Below are records; copy every line among them that contains the word "when".
+++ Records supplied +++
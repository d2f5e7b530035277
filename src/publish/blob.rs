use crate::config::{AudioFormat, BlobConfig};
use crate::errors::{EvRemixesError, Result};
use crate::publish::{PublishFuture, PublishRequest, Publisher, RemoteReference};
use reqwest::Client;
use std::path::Path;
use url::Url;

const STORAGE_API_VERSION: &str = "2023-11-03";
const UPLOAD_TIMEOUT: std::time::Duration = std::time::Duration::from_secs(300);

/// Uploads to an Azure Blob container through a container SAS URL
pub struct BlobPublisher {
    client: Client,
    container_url: Url,
    prefix: String,
    public_base_url: String,
}

impl BlobPublisher {
    pub fn new(client: Client, sas_url: &str, config: &BlobConfig) -> Result<Self> {
        let container_url = Url::parse(sas_url.trim())
            .map_err(|e| EvRemixesError::Config(format!("invalid container SAS URL: {}", e)))?;

        Ok(Self {
            client,
            container_url,
            prefix: config.prefix.trim_matches('/').to_string(),
            public_base_url: config.public_base_url.trim_end_matches('/').to_string(),
        })
    }

    /// `<prefix>/<name>.<ext>`
    pub fn blob_path(&self, blob_name: &str, format: AudioFormat) -> String {
        let file_name = format!("{}.{}", blob_name, format.extension());
        if self.prefix.is_empty() {
            file_name
        } else {
            format!("{}/{}", self.prefix, file_name)
        }
    }

    /// Put Blob target: container URL plus blob path, SAS query kept
    pub fn upload_url(&self, blob_path: &str) -> Result<Url> {
        let mut url = self.container_url.clone();
        url.path_segments_mut()
            .map_err(|_| EvRemixesError::Config("container SAS URL cannot be a base".to_string()))?
            .pop_if_empty()
            .extend(blob_path.split('/'));
        Ok(url)
    }

    /// URL listeners use, served through the CDN
    pub fn public_url(&self, blob_path: &str) -> String {
        let encoded: Vec<String> = blob_path
            .split('/')
            .map(|segment| urlencoding::encode(segment).into_owned())
            .collect();
        format!("{}/{}", self.public_base_url, encoded.join("/"))
    }

    pub async fn upload(&self, local_path: &Path, request: &PublishRequest) -> Result<RemoteReference> {
        let blob_path = self.blob_path(&request.blob_name, request.format);
        let url = self.upload_url(&blob_path)?;
        let body = tokio::fs::read(local_path).await?;
        let content_type = request.format.content_type();

        tracing::info!("Uploading {} ({} bytes) to {}", local_path.display(), body.len(), blob_path);

        let mut builder = self
            .client
            .put(url)
            .timeout(UPLOAD_TIMEOUT)
            .header("x-ms-blob-type", "BlockBlob")
            .header("x-ms-version", STORAGE_API_VERSION)
            .header("x-ms-client-request-id", uuid::Uuid::new_v4().to_string())
            .header("x-ms-access-tier", "Hot")
            .header("x-ms-blob-content-type", content_type)
            .header(reqwest::header::CONTENT_TYPE, content_type);

        // lets browsers play m4a instead of downloading it
        if request.format == AudioFormat::Alac {
            builder = builder.header("x-ms-blob-content-disposition", "inline");
        }

        let response = builder.body(body).send().await?;
        let status = response.status();
        if !status.is_success() {
            let detail = response.text().await.unwrap_or_default();
            return Err(EvRemixesError::Publish(format!(
                "blob upload of {} failed with {}: {}",
                blob_path,
                status,
                detail.trim()
            )));
        }

        Ok(RemoteReference {
            location: self.public_url(&blob_path),
            purge_path: Some(format!("/{}", blob_path)),
        })
    }
}

impl Publisher for BlobPublisher {
    fn name(&self) -> &'static str {
        "blob storage"
    }

    fn publish<'a>(&'a self, local_path: &'a Path, request: &'a PublishRequest) -> PublishFuture<'a> {
        Box::pin(self.upload(local_path, request))
    }
}
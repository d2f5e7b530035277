use crate::config::Config;
use crate::errors::{EvRemixesError, Result};
use std::path::{Path, PathBuf};

pub const ADMIN_DOWNLOAD_VAR: &str = "EVREMIXES_ADMIN_DOWNLOAD";
pub const GET_INSTRUMENTALS_VAR: &str = "EVREMIXES_GET_INSTRUMENTALS";
pub const SAS_URL_VAR: &str = "AZURE_STORAGE_SAS_URL";
pub const TELEGRAM_TOKEN_VAR: &str = "EV_TELEGRAM_BOT_TOKEN";
pub const TELEGRAM_CHANNEL_VAR: &str = "EV_TELEGRAM_CHANNEL_ID";

/// Secrets and switches read from the environment
#[derive(Debug, Clone, Default)]
pub struct Credentials {
    pub sas_url: Option<String>,
    pub telegram_bot_token: Option<String>,
    pub telegram_channel_id: Option<String>,
}

impl Credentials {
    pub fn from_env() -> Self {
        Self {
            sas_url: non_empty_var(SAS_URL_VAR),
            telegram_bot_token: non_empty_var(TELEGRAM_TOKEN_VAR),
            telegram_channel_id: non_empty_var(TELEGRAM_CHANNEL_VAR),
        }
    }

    /// Container SAS URL for blob uploads
    pub fn require_sas_url(&self) -> Result<&str> {
        self.sas_url
            .as_deref()
            .ok_or(EvRemixesError::MissingCredential(SAS_URL_VAR))
    }

    /// Bot token and channel id, both needed to post
    pub fn require_telegram(&self) -> Result<(&str, &str)> {
        let token = self
            .telegram_bot_token
            .as_deref()
            .ok_or(EvRemixesError::MissingCredential(TELEGRAM_TOKEN_VAR))?;
        let channel = self
            .telegram_channel_id
            .as_deref()
            .ok_or(EvRemixesError::MissingCredential(TELEGRAM_CHANNEL_VAR))?;
        Ok((token, channel))
    }
}

/// Everything a command handler needs: persisted config plus environment
#[derive(Debug, Clone)]
pub struct Settings {
    config: Config,
    config_path: Option<PathBuf>,
    credentials: Credentials,
    admin_download: bool,
    get_instrumentals: bool,
}

impl Settings {
    /// Load `.env`, then the config file (explicit path or the default location)
    pub fn load(config_path: Option<&Path>) -> Result<Self> {
        if let Ok(path) = dotenvy::dotenv() {
            tracing::debug!("Loaded environment from {}", path.display());
        }

        let config = match config_path {
            Some(path) => Config::load_from(path)?,
            None => Config::load()?,
        };

        Ok(Self {
            config,
            config_path: config_path.map(Path::to_path_buf),
            credentials: Credentials::from_env(),
            admin_download: env_flag(ADMIN_DOWNLOAD_VAR),
            get_instrumentals: env_flag(GET_INSTRUMENTALS_VAR),
        })
    }

    pub fn config(&self) -> &Config {
        &self.config
    }

    pub fn credentials(&self) -> &Credentials {
        &self.credentials
    }

    /// Path the config was read from
    pub fn config_path(&self) -> Result<PathBuf> {
        match &self.config_path {
            Some(path) => Ok(path.clone()),
            None => Config::settings_path(),
        }
    }

    pub fn admin_download(&self) -> bool {
        self.admin_download
    }

    pub fn get_instrumentals(&self) -> bool {
        self.get_instrumentals
    }

    /// Overwrite the config file with defaults
    pub fn reset(&mut self) -> Result<()> {
        self.config = Config::default();
        self.config.save_to(&self.config_path()?)
    }
}

fn non_empty_var(name: &str) -> Option<String> {
    std::env::var(name)
        .ok()
        .map(|value| value.trim().to_string())
        .filter(|value| !value.is_empty())
}

/// Flags are enabled only by the value `1`
fn env_flag(name: &str) -> bool {
    parse_flag(std::env::var(name).ok().as_deref())
}

fn parse_flag(value: Option<&str>) -> bool {
    matches!(value.map(str::trim), Some("1"))
}

#[cfg(test)]
mod tests {
    use super::*;

    #[test]
    fn test_parse_flag() {
        assert!(parse_flag(Some("1")));
        assert!(parse_flag(Some(" 1 ")));
        assert!(!parse_flag(Some("0")));
        assert!(!parse_flag(Some("true")));
        assert!(!parse_flag(None));
    }

    #[test]
    fn test_missing_credentials_name_the_variable() {
        let creds = Credentials::default();
        match creds.require_sas_url() {
            Err(EvRemixesError::MissingCredential(name)) => assert_eq!(name, SAS_URL_VAR),
            other => panic!("unexpected result: {:?}", other),
        }

        let creds = Credentials {
            telegram_bot_token: Some("token".into()),
            ..Default::default()
        };
        match creds.require_telegram() {
            Err(EvRemixesError::MissingCredential(name)) => assert_eq!(name, TELEGRAM_CHANNEL_VAR),
            other => panic!("unexpected result: {:?}", other),
        }
    }

    #[test]
    fn test_reset_writes_defaults_to_explicit_path() {
        let dir = tempfile::tempdir().unwrap();
        let path = dir.path().join("config.toml");
        std::fs::write(&path, "request_timeout_secs = 5\n").unwrap();

        let mut settings = Settings {
            config: Config::load_from(&path).unwrap(),
            config_path: Some(path.clone()),
            credentials: Credentials::default(),
            admin_download: false,
            get_instrumentals: false,
        };
        assert_eq!(settings.config().request_timeout_secs, 5);

        settings.reset().unwrap();
        let reloaded = Config::load_from(&path).unwrap();
        assert_eq!(reloaded.request_timeout_secs, 30);
    }
}
use crate::errors::Result;
use std::io::Write;
use std::path::{Path, PathBuf};
use std::process::Stdio;
use walkdir::WalkDir;

/// Extensions treated as previous download output
pub const AUDIO_EXTENSIONS: &[&str] = &["flac", "m4a", "alac", "wav", "aif", "aiff", "mp3", "ogg"];

/// File system utilities
pub struct FileUtils;

impl FileUtils {
    /// Create directory recursively
    pub fn create_directory(path: &Path) -> Result<()> {
        std::fs::create_dir_all(path)?;
        Ok(())
    }

    /// Move file, replacing any existing destination. Falls back to copy and
    /// remove when the rename crosses file systems.
    pub fn move_file(from: &Path, to: &Path) -> Result<()> {
        if let Some(parent) = to.parent() {
            Self::create_directory(parent)?;
        }

        if to.is_file() {
            std::fs::remove_file(to)?;
        }

        if let Err(e) = std::fs::rename(from, to) {
            tracing::debug!("rename {} failed ({}), copying instead", from.display(), e);
            std::fs::copy(from, to)?;
            std::fs::remove_file(from)?;
        }

        Ok(())
    }

    /// True when the file name looks like audio output from an earlier run,
    /// including partial `.m4a.temp` files left by an interrupted conversion
    pub fn is_stale_audio(path: &Path) -> bool {
        let name = match path.file_name().and_then(|n| n.to_str()) {
            Some(name) => name.to_lowercase(),
            None => return false,
        };

        if name.ends_with(".m4a.temp") {
            return true;
        }

        path.extension()
            .and_then(|ext| ext.to_str())
            .map(|ext| AUDIO_EXTENSIONS.contains(&ext.to_lowercase().as_str()))
            .unwrap_or(false)
    }

    /// Remove every stale audio file below `dir`, then prune subdirectories
    /// left empty. `dir` itself is kept. Returns the number of files removed.
    pub fn sweep_audio_files(dir: &Path) -> Result<usize> {
        let mut removed = 0;

        for entry in WalkDir::new(dir).min_depth(1).contents_first(true) {
            let entry = match entry {
                Ok(entry) => entry,
                Err(e) => {
                    tracing::warn!("Skipping unreadable entry under {}: {}", dir.display(), e);
                    continue;
                }
            };

            let path = entry.path();
            if entry.file_type().is_file() && Self::is_stale_audio(path) {
                std::fs::remove_file(path)?;
                removed += 1;
            } else if entry.file_type().is_dir() && Self::is_empty_dir(path) {
                // contents_first visits children before their parent
                std::fs::remove_dir(path)?;
            }
        }

        Ok(removed)
    }

    fn is_empty_dir(path: &Path) -> bool {
        std::fs::read_dir(path)
            .map(|mut entries| entries.next().is_none())
            .unwrap_or(false)
    }

    /// Sorted files directly inside `path`
    #[cfg(test)]
    pub fn list_files(path: &Path) -> Result<Vec<PathBuf>> {
        let mut files = Vec::new();

        for entry in std::fs::read_dir(path)? {
            let path = entry?.path();
            if path.is_file() {
                files.push(path);
            }
        }

        files.sort();
        Ok(files)
    }

    /// Write bytes through a temp file in the same directory, then rename
    /// over the destination so readers never see a partial file
    pub fn write_atomic(path: &Path, content: &[u8]) -> Result<()> {
        let parent = match path.parent() {
            Some(parent) if !parent.as_os_str().is_empty() => parent,
            _ => Path::new("."),
        };
        Self::create_directory(parent)?;

        let mut temp = tempfile::NamedTempFile::new_in(parent)?;
        temp.write_all(content)?;
        temp.as_file().sync_all()?;
        temp.persist(path).map_err(|e| e.error)?;

        Ok(())
    }

    /// Program that shows a folder on this desktop, if there is one
    pub fn file_manager_for(os: &str, has_display: bool) -> Option<&'static str> {
        match os {
            "windows" => Some("explorer"),
            "macos" => Some("open"),
            "linux" | "freebsd" | "openbsd" | "netbsd" if has_display => Some("xdg-open"),
            _ => None,
        }
    }

    /// Show `dir` in the desktop file manager. Headless sessions skip it.
    pub async fn open_in_file_manager(dir: &Path) -> Result<()> {
        let dir = std::fs::canonicalize(dir)?;
        let has_display = std::env::var_os("DISPLAY").is_some() || std::env::var_os("WAYLAND_DISPLAY").is_some();

        let program = match Self::file_manager_for(std::env::consts::OS, has_display) {
            Some(program) => program,
            None => {
                tracing::debug!("No file manager available for {}", dir.display());
                return Ok(());
            }
        };

        // explorer exits non-zero even when the window opens
        let status = tokio::process::Command::new(program)
            .arg(&dir)
            .stdin(Stdio::null())
            .stdout(Stdio::null())
            .stderr(Stdio::null())
            .status()
            .await?;
        tracing::debug!("{} {} exited with {}", program, dir.display(), status);

        Ok(())
    }
}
+++
### Solution to this exercise
    /// remove when the rename crosses file systems.
    /// True when the file name looks like audio output from an earlier run,
        // explorer exits non-zero even when the window opens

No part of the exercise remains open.